You hop into your Hypercar and go off to work. Only your tires make noise; only water remains in the air behind you. When you pull into your parking space at work, you snap two connectors onto your car. One reloads your fuel cell from the industrial-size hydrogen-appliance at your workplace. The other is an electric line that takes power all day from your fuel cell and calculates how much you’re owed for the electricity.
As Lovins says: “While you sit at your desk, your power-plant-on-wheels is sending 20+ kilowatts of premium-quality electricity back to the grid. … Thus your second-largest, but previously idle, household asset is now repaying a significant fraction of its own lease fee. If a modest fraction of drivers took advantage of this deal …, most or all existing coal and nuclear power plants could … be displaced. Ultimately the U.S. Hypercar fleet could have four or more times the generating capacity of the national grid.”

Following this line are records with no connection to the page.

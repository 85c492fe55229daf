//! Streaming session bookkeeping.
//!
//! Sessions are correlation handles for one long-lived event stream. They
//! live in memory only and disappear on restart.

use std::collections::HashMap;
use std::sync::{Arc, Mutex, MutexGuard};

use chrono::{DateTime, Utc};
use serde::Serialize;
use serde_json::Value;
use thiserror::Error;
use tracing::debug;

#[derive(Debug, Clone, PartialEq, Eq, Error)]
pub enum SessionError {
    #[error("Session not found: {0}")]
    SessionNotFound(String),
}

#[derive(Debug, Clone, PartialEq, Serialize)]
pub struct Session {
    pub id: String,
    pub created_at: DateTime<Utc>,
    pub last_activity: DateTime<Utc>,
    /// Bearer token captured when the channel was opened.
    #[serde(skip_serializing)]
    pub token: Option<String>,
    pub initialized: bool,
    pub client_info: Option<Value>,
}

/// Fields to change on [`SessionManager::touch`]. Unset fields are kept.
#[derive(Debug, Clone, Default)]
pub struct SessionUpdate {
    pub token: Option<String>,
    pub initialized: Option<bool>,
    pub client_info: Option<Value>,
}

#[derive(Debug, Default)]
pub struct SessionManager {
    sessions: Mutex<HashMap<String, Session>>,
}

impl SessionManager {
    pub fn new() -> Self {
        Self::default()
    }

    fn lock(&self) -> MutexGuard<'_, HashMap<String, Session>> {
        self.sessions.lock().unwrap_or_else(|e| e.into_inner())
    }

    /// Opens a session and returns its id (a random v4 UUID).
    pub fn create(&self, token: Option<String>) -> String {
        let id = uuid::Uuid::new_v4().to_string();
        let now = Utc::now();
        let session = Session {
            id: id.clone(),
            created_at: now,
            last_activity: now,
            token: token.filter(|t| !t.trim().is_empty()),
            initialized: false,
            client_info: None,
        };
        self.lock().insert(id.clone(), session);
        debug!(session_id = %id, "Session created");
        id
    }

    pub fn get(&self, session_id: &str) -> Option<Session> {
        self.lock().get(session_id).cloned()
    }

    pub fn exists(&self, session_id: &str) -> bool {
        self.lock().contains_key(session_id)
    }

    /// Applies `update` and refreshes `last_activity`, which never moves
    /// backwards.
    pub fn touch(&self, session_id: &str, update: SessionUpdate) -> Result<Session, SessionError> {
        let mut sessions = self.lock();
        let session = sessions
            .get_mut(session_id)
            .ok_or_else(|| SessionError::SessionNotFound(session_id.to_string()))?;

        if let Some(token) = update.token.filter(|t| !t.trim().is_empty()) {
            session.token = Some(token);
        }
        if let Some(initialized) = update.initialized {
            session.initialized = initialized;
        }
        if let Some(client_info) = update.client_info {
            session.client_info = Some(client_info);
        }
        session.last_activity = session.last_activity.max(Utc::now());

        Ok(session.clone())
    }

    /// Removes a session. Unknown ids are ignored.
    pub fn destroy(&self, session_id: &str) -> bool {
        let removed = self.lock().remove(session_id).is_some();
        if removed {
            debug!(session_id = %session_id, "Session destroyed");
        }
        removed
    }

    pub fn count(&self) -> usize {
        self.lock().len()
    }
}

/// Destroys its session when dropped. Held by an idle event stream so that a
/// client disconnect (which drops the stream) cleans up the session.
pub struct SessionGuard {
    manager: Arc<SessionManager>,
    session_id: String,
}

impl SessionGuard {
    pub fn new(manager: Arc<SessionManager>, session_id: String) -> Self {
        Self {
            manager,
            session_id,
        }
    }

    pub fn session_id(&self) -> &str {
        &self.session_id
    }

    pub fn is_alive(&self) -> bool {
        self.manager.exists(&self.session_id)
    }
}

impl Drop for SessionGuard {
    fn drop(&mut self) {
        self.manager.destroy(&self.session_id);
    }
}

Says Lovins: “This approach offers several strategic advantages. It uses idle off-peak capacity in the natural-gas and electricity distribution systems that have already been installed and paid for. It is build-as-you-need and pay-as-you-go, requiring investment only in step with incremental demand. It is one or two orders of magnitude cheaper than building a dedicated, centralized hydrogen production and delivery system from scratch. … And vibrant competition between gas- and electricity-derived hydrogen, … will exert downward pressure on the prices of hardware and hydrogen.”

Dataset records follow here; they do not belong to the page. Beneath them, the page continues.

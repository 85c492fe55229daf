//! HTTP gateway to the backend REST API.

use anyhow::{Context, Result};
use reqwest::header::CONTENT_TYPE;
use reqwest::Method;
use serde_json::Value;
use std::time::Duration;
use tracing::{debug, warn};

use super::result::{parse_body, ToolCallResult};

/// Per-call context threaded from the inbound request down to the gateway.
#[derive(Debug, Clone, Default, PartialEq, Eq)]
pub struct RequestContext {
    /// Bearer token supplied by the caller, if any.
    pub token: Option<String>,
}

impl RequestContext {
    pub fn new(token: Option<String>) -> Self {
        Self {
            token: token.filter(|t| !t.trim().is_empty()),
        }
    }

    pub fn anonymous() -> Self {
        Self::default()
    }

    /// Key used to bucket callers, e.g. for rate limiting.
    pub fn caller_key(&self) -> &str {
        self.token.as_deref().unwrap_or("anonymous")
    }
}

/// One outbound call: method, path relative to the base URL, optional JSON
/// body and query pairs.
#[derive(Debug, Clone, PartialEq)]
pub struct BackendRequest {
    pub method: Method,
    pub path: String,
    pub body: Option<Value>,
    pub query: Vec<(String, String)>,
}

impl BackendRequest {
    pub fn new(method: Method, path: impl Into<String>) -> Self {
        Self {
            method,
            path: path.into(),
            body: None,
            query: Vec::new(),
        }
    }

    pub fn get(path: impl Into<String>) -> Self {
        Self::new(Method::GET, path)
    }

    pub fn post(path: impl Into<String>) -> Self {
        Self::new(Method::POST, path)
    }

    pub fn put(path: impl Into<String>) -> Self {
        Self::new(Method::PUT, path)
    }

    pub fn delete(path: impl Into<String>) -> Self {
        Self::new(Method::DELETE, path)
    }

    pub fn with_body(mut self, body: Value) -> Self {
        self.body = Some(body);
        self
    }

    /// Appends a query pair. `None` values are skipped.
    pub fn with_query(mut self, key: &str, value: Option<&str>) -> Self {
        if let Some(value) = value {
            self.query.push((key.to_string(), value.to_string()));
        }
        self
    }
}

/// Gateway to the backend REST API.
///
/// Never returns an error: HTTP failures, timeouts and transport errors all
/// come back as a failed [`ToolCallResult`].
pub struct BackendGateway {
    client: reqwest::Client,
    base_url: String,
    default_token: Option<String>,
    timeout: Duration,
}

impl BackendGateway {
    /// Create a new gateway.
    ///
    /// # Arguments
    /// * `base_url` - Base URL of the backend (e.g., "https://backend.example.com")
    /// * `default_token` - Process-wide token used when a call carries none
    /// * `timeout` - Deadline applied to every call
    pub fn new(
        base_url: impl Into<String>,
        default_token: Option<String>,
        timeout: Duration,
    ) -> Result<Self> {
        // No idle pooling: a connection lives exactly as long as its call.
        let client = reqwest::Client::builder()
            .timeout(timeout)
            .pool_max_idle_per_host(0)
            .build()
            .context("Failed to create backend HTTP client")?;

        let base_url = base_url.into().trim_end_matches('/').to_string();

        Ok(Self {
            client,
            base_url,
            default_token: default_token.filter(|t| !t.trim().is_empty()),
            timeout,
        })
    }

    pub fn base_url(&self) -> &str {
        &self.base_url
    }

    pub fn timeout(&self) -> Duration {
        self.timeout
    }

    pub fn url_for(&self, path: &str) -> String {
        format!("{}/{}", self.base_url, path.trim_start_matches('/'))
    }

    /// The caller's token wins over the process-wide default.
    fn resolve_token<'a>(&'a self, ctx: &'a RequestContext) -> Option<&'a str> {
        ctx.token.as_deref().or(self.default_token.as_deref())
    }

    pub async fn call(&self, ctx: &RequestContext, request: BackendRequest) -> ToolCallResult {
        let url = self.url_for(&request.path);
        debug!(method = %request.method, url = %url, "Backend call");

        let mut builder = self
            .client
            .request(request.method.clone(), &url)
            .header(CONTENT_TYPE, "application/json");

        if let Some(token) = self.resolve_token(ctx) {
            builder = builder.bearer_auth(token);
        }
        if !request.query.is_empty() {
            builder = builder.query(&request.query);
        }
        if let Some(body) = &request.body {
            builder = builder.json(body);
        }

        let response = match builder.send().await {
            Ok(response) => response,
            Err(e) => return self.transport_failure(&request.method, &url, e),
        };

        let status = response.status();
        let text = match response.text().await {
            Ok(text) => text,
            Err(e) => return self.transport_failure(&request.method, &url, e),
        };

        if status.is_success() {
            ToolCallResult::ok(status.as_u16(), parse_body(text))
        } else {
            warn!(
                method = %request.method,
                url = %url,
                status = status.as_u16(),
                "Backend returned an error status"
            );
            ToolCallResult::http_error(status.as_u16(), &text)
        }
    }

    fn transport_failure(&self, method: &Method, url: &str, e: reqwest::Error) -> ToolCallResult {
        if e.is_timeout() {
            warn!(method = %method, url = %url, "Backend call timed out");
            ToolCallResult::timeout(format!(
                "Request to {} timed out after {}s",
                url,
                self.timeout.as_secs()
            ))
        } else {
            warn!(method = %method, url = %url, error = %e, "Backend call failed");
            ToolCallResult::internal(e.to_string())
        }
    }
}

No, you can’t buy a house-sized fuel cell yet, or a hydrogen generator, or a Hypercar, though prototypes do exist. Yes, right now the technologies are expensive. But factor in the avoided costs of air pollution, global warming, defense of the Middle East, central power plants, and long-distance electric wires and they don’t look so bad. Right, this system still doesn’t solve the problem of traffic jams and parking places. Lovins has some ideas about that, too.